MC students help Blount ministry continue mission
By Melanie Tucker | (firstname.lastname@example.org)
A group of Maryville College students had an important role to play in December for a band of smaller children hundreds of miles away in Haiti.
The Non-Profit Leadership Alliance at the college formed a partnership with Jemps Maignan, a resident of Maryville and founder of the nonprofit ministry God’s Planet for Haiti. Maignan started the organization a few years ago and is a native of Haiti. He has been working for three years to build a Christian elementary school in Marmont, Hinche, about 60 miles outside Port-au-Prince.
The school now has 47 children ages 3-6 in three classrooms, with a goal of adding a classroom of preschoolers each year. Maignan just recently got back from visiting the children, hosting a Christmas party and mapping out a plan for 2013.
Lending a hand
The group at MC heard about Maignan and his work in Haiti and wanted to help, explained Leah Smith, president of the NLA. They decided to raise money to provide backpacks to the children at the school, which is called Ecole Planete de Dieu Pour Haiti.
“In order to send the backpacks to God’s Planet for Haiti, we fund-raised and received donations from multiple people,” explained Smith. Thy set up donation boxes around the MC campus for students to donate school supplies. In addition, Smith and the others held a silent auction at their dance ensemble’s recital before and during intermission.
“Jemps provided us with Haitian art, art students donated pieces and Dr. (Carl) Gombert provided pieces,” Smith said. “Jemps provided ‘Help Rebuild Haiti’ bracelets to sell to our student body as well.” And when the students needed backpacks in which to place their supplies, Walmart gave them a discounted bulk rate on them. Office Depot was also able to give the NLA discounts on school supplies that needed to be purchased. When everything was gathered up, Smith and the others held an awareness night where they had students write notes of encouragement to place inside the backpacks. Maignan came as guest speaker for the group and to the student body. “We ended with a backpack stuffing event where NLA group packed the bags and gave them to Jemps,” Smith explained. The NLA is a great opportunity for MC students to make an impact on the world, Smith added. “This project has been a great way to fulfill that mission.”
Following a dream
Maignan, who turns 35 this week, was able to take the backpacks to Haiti with him on this latest trip, which began on Nov. 28 and finished up in January. In addition to the backpacks, he also took shoe boxes filled with things like hard candy, small toys, socks, hair bows, toothbrushes and combs. Each child also received a Santa hat for the party.

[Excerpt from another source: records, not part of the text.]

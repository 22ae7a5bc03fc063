// static configuration tables for the keymap pipeline
pub const SENTINEL_TRANS: &str = "___";
pub const SENTINEL_NONE: &str = "XXX";
pub const BEHAVIOR_MARKER: char = '&';

/// Constant-style token families recognized as standalone bindings.
pub const CONST_PREFIXES: &[&str] = &["U_", "CRGB_"];

/// Macro names carrying one of these prefixes are never substituted.
pub const EXCLUDED_MACRO_PREFIXES: &[&str] = &["MAC_"];
pub const MACRO_PASS_LIMIT: usize = 10;

/// The two construct names that declare a layer.
pub const LAYER_CONSTRUCTS: &[&str] = &["ZMK_BASE_LAYER", "ZMK_LAYER"];

/// `#ifndef` guard whose block holds fallback definitions of the layer
/// construct itself; it is excised before layer extraction.
pub const GUARD_MACRO: &str = "ZMK_BASE_LAYER";

pub const DEFAULT_LAYER_ORDER: &[&str] = &[
    "Base", "Nav", "Fn", "Num", "Sys", "Mouse", "Numsym", "Buttons",
];

use indexmap::IndexMap;
use serde::{Deserialize, Serialize};

/// One key binding after tokenizing and classification.
///
/// `behavior` is the invocation name with the leading marker stripped;
/// `params` keeps the argument order of the source.
#[derive(Debug, Clone, PartialEq, Serialize)]
pub struct ParsedBinding {
    pub original: String,
    pub behavior: String,
    pub params: Vec<String>,
}

impl ParsedBinding {
    /// The "defer to the layer below" sentinel.
    pub fn transparent() -> Self {
        Self {
            original: SENTINEL_TRANS.into(),
            behavior: "trans".into(),
            params: Vec::new(),
        }
    }

    /// The "no action" sentinel.
    pub fn none() -> Self {
        Self {
            original: SENTINEL_NONE.into(),
            behavior: "none".into(),
            params: Vec::new(),
        }
    }
}

/// A layer declaration as found in the source: canonicalized name plus the
/// raw binding block between the construct's parentheses.
#[derive(Debug, Clone, PartialEq)]
pub struct Layer {
    pub name: String,
    pub block: String,
}

/// One physical key from the layout-geometry document.
///
/// Only the fields the writers look at are typed; everything else rides
/// along in `rest` and is written back out unchanged.
#[derive(Debug, Clone, Serialize, Deserialize)]
pub struct KeyGeometry {
    #[serde(skip_serializing_if = "Option::is_none")]
    pub x: Option<f64>,
    #[serde(skip_serializing_if = "Option::is_none")]
    pub y: Option<f64>,
    #[serde(skip_serializing_if = "Option::is_none")]
    pub r: Option<f64>,
    #[serde(skip_serializing_if = "Option::is_none")]
    pub rx: Option<f64>,
    #[serde(skip_serializing_if = "Option::is_none")]
    pub ry: Option<f64>,
    #[serde(skip_serializing_if = "Option::is_none")]
    pub label: Option<String>,
    #[serde(flatten)]
    pub rest: serde_json::Value,
}

/// Fully processed output handed to `writer`.
#[derive(Debug, Serialize)]
pub struct KeymapDocument {
    pub layout: Vec<KeyGeometry>,
    pub layer_order: Vec<String>,
    pub keymap: IndexMap<String, Vec<ParsedBinding>>,
    pub sensors: Vec<serde_json::Value>,
}
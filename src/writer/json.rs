//! Emit the structured keymap document.

use std::fs;
use std::path::Path;

use anyhow::{Context, Result};

use crate::model::KeymapDocument;

pub fn emit(doc: &KeymapDocument, out_dir: &Path) -> Result<()> {
    let path = out_dir.join("keymap_data.json");
    let json = serde_json::to_string_pretty(doc)?;
    fs::write(&path, json).with_context(|| format!("Writing {}", path.display()))?;
    Ok(())
}
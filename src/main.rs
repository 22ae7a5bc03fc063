fn main() -> anyhow::Result<()> {
    env_logger::init();
    zmkmap_rust::run()
}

Their parents and siblings also participated in the fun. “We probably had 150 people at the party,” Maignan said. “It was so nice to see everybody so excited.”
Maignan came to Blount County back in 2007. He had the dream of helping his people while living there as a teenager. Today, he can definitely see progress. A 2-acre piece of ground has been turned into a Christian school for these children who only have to walk a mile or less. They get hot meals daily as well.
It has been Maignan’s plan to add a classroom each year, but the necessary funding has to come.
He said the monthly budget for the current staff and students is $1500. He will add on as resources allow. One of the remarkable things about this process is how the local Haitian people have stepped in to help. The parents are largely responsible for helping construct the school. Folks right here in Blount County and East Tennessee have come alongside as well, and also provided financial assistance.
Not done yet
While on this latest trip, Maignan helped set up a committee that includes parents as they look to the future together. “They always want to be a part of whatever we are doing,” he said. “That’s a huge support.”
A playground for the children and establishing a farm onsite are two projects Maignan would like to see get off the ground. He said they can farm all year in Haiti and this could help the school become self-sustaining, something he wants and his families want.
There have been struggles along the way, but Maignan remains strong in his faith to help these children grow in a Christian environment and become future leaders in Haiti.
Whenever days get long or weariness sets in, he only has to look at 47 faces.
“All I have to do to keep going and stay motivated is get out my computer and look at the photos,” Maignan said.